[Stored data entries]
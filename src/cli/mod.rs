//! Command-line parsing for the OLS regression backend.
//!
//! Argument parsing and command dispatch are kept apart from the
//! modeling/math code; the handlers in `app` only translate flags into
//! processor calls.

use std::path::PathBuf;

use clap::{Args, Parser, Subcommand};

/// Top-level CLI.
#[derive(Debug, Parser)]
#[command(name = "olsr", version, about = "OLS regression backend: train, estimate, evaluate")]
pub struct Cli {
    /// Emit logs as JSON lines.
    #[arg(long, global = true)]
    pub log_json: bool,

    /// Log at debug level (overridden by RUST_LOG).
    #[arg(short, long, global = true)]
    pub verbose: bool,

    #[command(subcommand)]
    pub command: Command,
}

/// CLI subcommands.
#[derive(Debug, Subcommand)]
pub enum Command {
    /// Fit a model on a training dataset and store it in the model directory.
    Train(TrainArgs),
    /// Predict every row of a dataset with the stored model.
    Estimate(EstimateArgs),
    /// Score the model configuration with repeated random train/test splits.
    Evaluate(EvaluateArgs),
    /// Print the exportable model directory.
    Export(ModelDirArgs),
    /// Copy a model from another directory into the model directory.
    Import(ImportArgs),
}

#[derive(Debug, Args, Clone)]
pub struct ModelDirArgs {
    /// Directory holding the model file.
    #[arg(long, value_name = "DIR")]
    pub model_dir: PathBuf,
}

#[derive(Debug, Args, Clone)]
pub struct TrainArgs {
    #[command(flatten)]
    pub model: ModelDirArgs,

    /// Training dataset (metadata, header, feature columns then target).
    #[arg(long, value_name = "CSV")]
    pub dataset: PathBuf,

    /// Cap on training rows (most recent kept); 0 = unlimited.
    ///
    /// Overrides OLSR_MAX_TRAINING_SAMPLES.
    #[arg(long)]
    pub max_samples: Option<usize>,
}

#[derive(Debug, Args, Clone)]
pub struct EstimateArgs {
    #[command(flatten)]
    pub model: ModelDirArgs,

    /// Prediction dataset (metadata, header, sample id then feature columns).
    #[arg(long, value_name = "CSV")]
    pub dataset: PathBuf,

    /// Write all predictions to CSV.
    #[arg(long, value_name = "CSV")]
    pub export: Option<PathBuf>,

    /// Rows shown in the terminal table.
    #[arg(long, default_value_t = 20)]
    pub top: usize,
}

#[derive(Debug, Args, Clone)]
pub struct EvaluateArgs {
    /// Evaluation dataset (same layout as a training dataset).
    #[arg(long, value_name = "CSV")]
    pub dataset: PathBuf,

    /// Number of random train/test splits.
    #[arg(long, default_value_t = 10)]
    pub iterations: usize,

    /// Largest acceptable standard deviation of the per-split scores.
    #[arg(long, default_value_t = 0.02)]
    pub max_deviation: f64,

    /// Score this trained model on the whole dataset instead of refitting.
    #[arg(long, value_name = "DIR")]
    pub pretrained: Option<PathBuf>,

    /// Seed for the random splits (overrides OLSR_SEED).
    #[arg(long)]
    pub seed: Option<u64>,

    /// Write the evaluation result to JSON.
    #[arg(long = "export-json", value_name = "JSON")]
    pub export_json: Option<PathBuf>,
}

#[derive(Debug, Args, Clone)]
pub struct ImportArgs {
    /// Directory to copy the model from.
    #[arg(long, value_name = "DIR")]
    pub from: PathBuf,

    #[command(flatten)]
    pub model: ModelDirArgs,
}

• PROBLEM STATEMENT
Above are the records; repeat exactly the lines from the one holding "#[command(subcommand)]" down to the one holding "pub struct TrainArgs", end lines included.

• OUTPUT FOR THIS TASK
    #[command(subcommand)]
    pub command: Command,
}

/// CLI subcommands.
#[derive(Debug, Subcommand)]
pub enum Command {
    /// Fit a model on a training dataset and store it in the model directory.
    Train(TrainArgs),
    /// Predict every row of a dataset with the stored model.
    Estimate(EstimateArgs),
    /// Score the model configuration with repeated random train/test splits.
    Evaluate(EvaluateArgs),
    /// Print the exportable model directory.
    Export(ModelDirArgs),
    /// Copy a model from another directory into the model directory.
    Import(ImportArgs),
}

#[derive(Debug, Args, Clone)]
pub struct ModelDirArgs {
    /// Directory holding the model file.
    #[arg(long, value_name = "DIR")]
    pub model_dir: PathBuf,
}

#[derive(Debug, Args, Clone)]
pub struct TrainArgs {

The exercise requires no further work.